The short story is that I need to design a Apache/MySQL/PHP cluster (dual [redundant] firewalls + switches + dual [redundant] LBs and/or frontend caching proxies (likely squid) + switches + 4-6 webservers (likely running Solaris) with read-only replicating mysqls - with the hopes that we can scale these up just by adding more hardware and just telling the LBs + dual [redundant] mysql replication masters + shared storage - hopefully a NetApp :)), and am looking for the smartest design for the webservers and application layer in general. I know plenty of theory on the subject, but it's really the first time I've had to design such a setup on my own.
My thoughts were to build httpd-2.2.x-worker, and mod_fastcgi + PHP with the FastCGI SAPI (to keep apache threaded, but allow for non-threadsafe PHP components - since even if I could be sure we weren't using non-threadsafe components in PHP, some unsuspecting developer will undoubtedly screw-up down the line if I build mod_php5). Also, do people have concrete benchmarks of keeping a read-only replication mysql on the webservers vs a single read/write shared mysql server?

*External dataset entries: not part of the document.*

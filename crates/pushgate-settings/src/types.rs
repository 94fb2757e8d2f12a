//! Settings types.
//!
//! All structs deserialize from camelCase JSON and fall back to their
//! [`Default`] for any missing key, so a settings file only needs the values
//! it overrides.

use serde::{Deserialize, Serialize};

/// Root settings object.
#[derive(Clone, Debug, Default, Serialize, Deserialize)]
#[serde(rename_all = "camelCase", default)]
pub struct PushSettings {
    /// Network, routing and connection settings.
    pub server: ServerSettings,
    /// Log output settings.
    pub logging: LoggingSettings,
}

/// Network, routing and per-connection settings.
#[derive(Clone, Debug, Serialize, Deserialize)]
#[serde(rename_all = "camelCase", default)]
pub struct ServerSettings {
    /// Bind address.
    pub host: String,
    /// Bind port (`0` lets the OS pick one).
    pub port: u16,
    /// Path accepting WebSocket upgrade requests.
    pub ws_path: String,
    /// Path accepting addressed-message submissions.
    pub send_path: String,
    /// Maximum number of live connections across all identities.
    pub max_connections: usize,
    /// Interval between server pings, in milliseconds.
    pub heartbeat_interval_ms: u64,
    /// Silence after which a connection is dropped, in milliseconds.
    pub heartbeat_timeout_ms: u64,
    /// Upper bound for a single outbound write during dispatch, in milliseconds.
    pub write_timeout_ms: u64,
    /// WebSocket read buffer size in bytes.
    pub read_buffer_size: usize,
    /// WebSocket write buffer size in bytes.
    pub write_buffer_size: usize,
    /// Largest inbound WebSocket message accepted, in bytes.
    pub max_message_size: usize,
    /// Origins allowed to upgrade. Empty accepts every origin.
    pub allowed_origins: Vec<String>,
}

impl Default for ServerSettings {
    fn default() -> Self {
        Self {
            host: "0.0.0.0".to_string(),
            port: 9870,
            ws_path: "/ws".to_string(),
            send_path: "/send".to_string(),
            max_connections: 10_000,
            heartbeat_interval_ms: 30_000,
            heartbeat_timeout_ms: 90_000,
            write_timeout_ms: 10_000,
            read_buffer_size: 1024,
            write_buffer_size: 1024,
            max_message_size: 1024 * 1024,
            allowed_origins: Vec::new(),
        }
    }
}

/// Output format of the log subscriber.
#[derive(Clone, Copy, Debug, Default, PartialEq, Eq, Serialize, Deserialize)]
#[serde(rename_all = "lowercase")]
pub enum LogFormat {
    /// Human-readable single-line output.
    #[default]
    Compact,
    /// One JSON object per line.
    Json,
}

/// Log output settings.
#[derive(Clone, Debug, Serialize, Deserialize)]
#[serde(rename_all = "camelCase", default)]
pub struct LoggingSettings {
    /// Default filter directive (`RUST_LOG` takes precedence).
    pub level: String,
    /// Output format.
    pub format: LogFormat,
}

impl Default for LoggingSettings {
    fn default() -> Self {
        Self {
            level: "info".to_string(),
            format: LogFormat::Compact,
        }
    }
}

I also thought to buffer common DB query results (like php's sessions) in memcached on reads (though don't have any experience there and looking for tips on how to set it up best, how to update on writes - I assume update memcached + backend - and how to prune the old entries from memcached ).
I'm also looking to pre-compile the PHP scripts - preferably in shared memory on each webserver - for faster execution (think ModPerl::Registry), and am a bit stuck there. I've previously used eAccellerator/Turck mmcache, but have found that it doesn't seem to work (for me, at least) with PHP objects and classes, and we use those heavily (at the moment, anyway - if that's the only way to get pre-compilation, then I may force them to stop using OO). We actually already have Zend Guard, but I've been led to understand that that's not really helpful performance-wise, unless you have the full Zend Server, which I'm not sure I'd want to migrate to.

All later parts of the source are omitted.